-- Opening Marker --

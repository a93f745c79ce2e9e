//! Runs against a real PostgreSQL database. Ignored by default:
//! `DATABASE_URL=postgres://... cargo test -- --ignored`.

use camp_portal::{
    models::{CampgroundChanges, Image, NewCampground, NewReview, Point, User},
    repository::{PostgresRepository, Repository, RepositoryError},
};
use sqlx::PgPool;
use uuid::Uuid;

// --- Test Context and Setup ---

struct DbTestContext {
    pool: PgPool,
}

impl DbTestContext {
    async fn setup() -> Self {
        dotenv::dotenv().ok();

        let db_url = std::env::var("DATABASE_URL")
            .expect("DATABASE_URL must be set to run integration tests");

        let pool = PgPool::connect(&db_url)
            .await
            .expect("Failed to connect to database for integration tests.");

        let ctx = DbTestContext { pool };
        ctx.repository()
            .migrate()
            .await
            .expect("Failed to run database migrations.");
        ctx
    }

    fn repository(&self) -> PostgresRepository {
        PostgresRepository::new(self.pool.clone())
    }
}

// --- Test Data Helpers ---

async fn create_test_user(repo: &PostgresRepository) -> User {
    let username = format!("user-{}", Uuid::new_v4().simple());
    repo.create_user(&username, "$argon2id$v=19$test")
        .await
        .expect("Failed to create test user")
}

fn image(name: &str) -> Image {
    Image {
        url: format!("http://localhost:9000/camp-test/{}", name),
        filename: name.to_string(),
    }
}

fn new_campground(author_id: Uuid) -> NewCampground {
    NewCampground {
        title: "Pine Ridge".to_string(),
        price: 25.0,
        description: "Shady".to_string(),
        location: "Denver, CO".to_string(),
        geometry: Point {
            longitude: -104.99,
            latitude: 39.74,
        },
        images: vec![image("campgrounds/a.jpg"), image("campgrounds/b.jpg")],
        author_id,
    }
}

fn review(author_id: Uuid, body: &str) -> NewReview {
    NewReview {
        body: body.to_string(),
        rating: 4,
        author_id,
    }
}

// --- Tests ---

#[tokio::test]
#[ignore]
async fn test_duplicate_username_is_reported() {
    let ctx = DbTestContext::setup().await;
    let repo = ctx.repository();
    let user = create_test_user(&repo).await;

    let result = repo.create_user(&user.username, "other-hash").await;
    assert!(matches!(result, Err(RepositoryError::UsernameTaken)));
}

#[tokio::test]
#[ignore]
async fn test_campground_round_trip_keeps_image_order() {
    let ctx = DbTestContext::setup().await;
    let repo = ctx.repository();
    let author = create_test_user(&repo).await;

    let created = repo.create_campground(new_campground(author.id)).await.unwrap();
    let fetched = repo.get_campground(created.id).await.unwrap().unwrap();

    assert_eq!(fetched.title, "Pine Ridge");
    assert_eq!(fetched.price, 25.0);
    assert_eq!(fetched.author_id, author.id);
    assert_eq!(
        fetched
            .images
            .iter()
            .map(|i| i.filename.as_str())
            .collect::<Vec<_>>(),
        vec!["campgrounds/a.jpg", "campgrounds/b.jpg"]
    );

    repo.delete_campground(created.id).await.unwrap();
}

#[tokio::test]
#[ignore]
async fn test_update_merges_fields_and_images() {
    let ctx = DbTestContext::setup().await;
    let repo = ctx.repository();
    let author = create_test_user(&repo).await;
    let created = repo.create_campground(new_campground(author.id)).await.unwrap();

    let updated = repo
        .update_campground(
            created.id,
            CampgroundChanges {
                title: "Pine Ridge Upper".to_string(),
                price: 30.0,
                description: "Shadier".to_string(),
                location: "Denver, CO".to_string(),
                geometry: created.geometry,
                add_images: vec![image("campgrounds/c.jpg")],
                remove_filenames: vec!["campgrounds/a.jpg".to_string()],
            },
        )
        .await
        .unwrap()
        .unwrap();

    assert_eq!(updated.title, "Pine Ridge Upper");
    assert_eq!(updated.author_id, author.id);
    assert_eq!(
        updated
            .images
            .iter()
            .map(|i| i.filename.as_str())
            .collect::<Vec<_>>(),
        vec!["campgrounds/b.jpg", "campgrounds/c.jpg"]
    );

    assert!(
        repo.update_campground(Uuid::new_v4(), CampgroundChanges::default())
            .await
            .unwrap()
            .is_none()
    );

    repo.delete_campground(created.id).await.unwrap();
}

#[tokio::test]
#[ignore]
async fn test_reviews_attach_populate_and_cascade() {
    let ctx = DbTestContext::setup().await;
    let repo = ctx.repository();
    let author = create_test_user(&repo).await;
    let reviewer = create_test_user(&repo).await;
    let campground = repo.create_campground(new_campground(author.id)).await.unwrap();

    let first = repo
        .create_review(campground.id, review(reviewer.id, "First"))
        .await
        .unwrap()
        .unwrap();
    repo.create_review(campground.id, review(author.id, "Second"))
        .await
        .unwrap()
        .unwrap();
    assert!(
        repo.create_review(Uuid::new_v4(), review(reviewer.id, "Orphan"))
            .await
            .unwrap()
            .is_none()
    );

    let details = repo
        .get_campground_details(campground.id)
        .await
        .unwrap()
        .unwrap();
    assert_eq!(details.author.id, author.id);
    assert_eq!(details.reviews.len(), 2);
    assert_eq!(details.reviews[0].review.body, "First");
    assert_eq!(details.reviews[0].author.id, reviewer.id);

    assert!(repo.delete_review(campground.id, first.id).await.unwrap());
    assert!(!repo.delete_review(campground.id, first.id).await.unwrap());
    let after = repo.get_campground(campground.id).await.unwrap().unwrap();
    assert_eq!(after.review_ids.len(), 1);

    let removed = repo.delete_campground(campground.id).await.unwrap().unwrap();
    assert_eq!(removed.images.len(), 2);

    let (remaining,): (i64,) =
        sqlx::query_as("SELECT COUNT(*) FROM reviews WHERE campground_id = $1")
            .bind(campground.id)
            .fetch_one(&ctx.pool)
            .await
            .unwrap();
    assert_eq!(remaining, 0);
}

-- Closing Marker --
-- Opening Marker --

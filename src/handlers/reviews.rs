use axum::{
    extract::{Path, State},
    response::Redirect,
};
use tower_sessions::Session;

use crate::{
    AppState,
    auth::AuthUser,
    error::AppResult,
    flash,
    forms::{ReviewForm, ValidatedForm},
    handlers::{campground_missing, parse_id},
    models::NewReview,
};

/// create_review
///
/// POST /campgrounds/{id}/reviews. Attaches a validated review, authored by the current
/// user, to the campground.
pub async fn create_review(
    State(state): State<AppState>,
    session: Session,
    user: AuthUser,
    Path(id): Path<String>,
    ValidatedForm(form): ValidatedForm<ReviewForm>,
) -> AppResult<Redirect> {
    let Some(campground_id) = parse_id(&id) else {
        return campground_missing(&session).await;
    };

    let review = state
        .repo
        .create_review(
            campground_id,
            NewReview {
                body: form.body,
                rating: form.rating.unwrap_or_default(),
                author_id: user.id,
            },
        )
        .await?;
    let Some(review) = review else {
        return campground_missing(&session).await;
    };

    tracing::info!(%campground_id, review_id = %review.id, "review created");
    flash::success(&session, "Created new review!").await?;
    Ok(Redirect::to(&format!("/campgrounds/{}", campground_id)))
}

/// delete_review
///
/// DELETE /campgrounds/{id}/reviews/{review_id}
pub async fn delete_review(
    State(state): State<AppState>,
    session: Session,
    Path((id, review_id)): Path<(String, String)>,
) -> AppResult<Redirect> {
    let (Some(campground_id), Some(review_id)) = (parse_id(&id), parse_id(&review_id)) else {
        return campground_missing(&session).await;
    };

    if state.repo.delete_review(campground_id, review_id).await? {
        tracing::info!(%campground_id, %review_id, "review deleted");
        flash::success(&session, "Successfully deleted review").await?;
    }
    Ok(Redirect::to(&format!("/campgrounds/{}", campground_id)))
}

-- Closing Marker --

Required work:
Find the string "description" in the entries above. Copy each line where it occurs.

Finished task:
        description: "Shady".to_string(),
                description: "Shadier".to_string(),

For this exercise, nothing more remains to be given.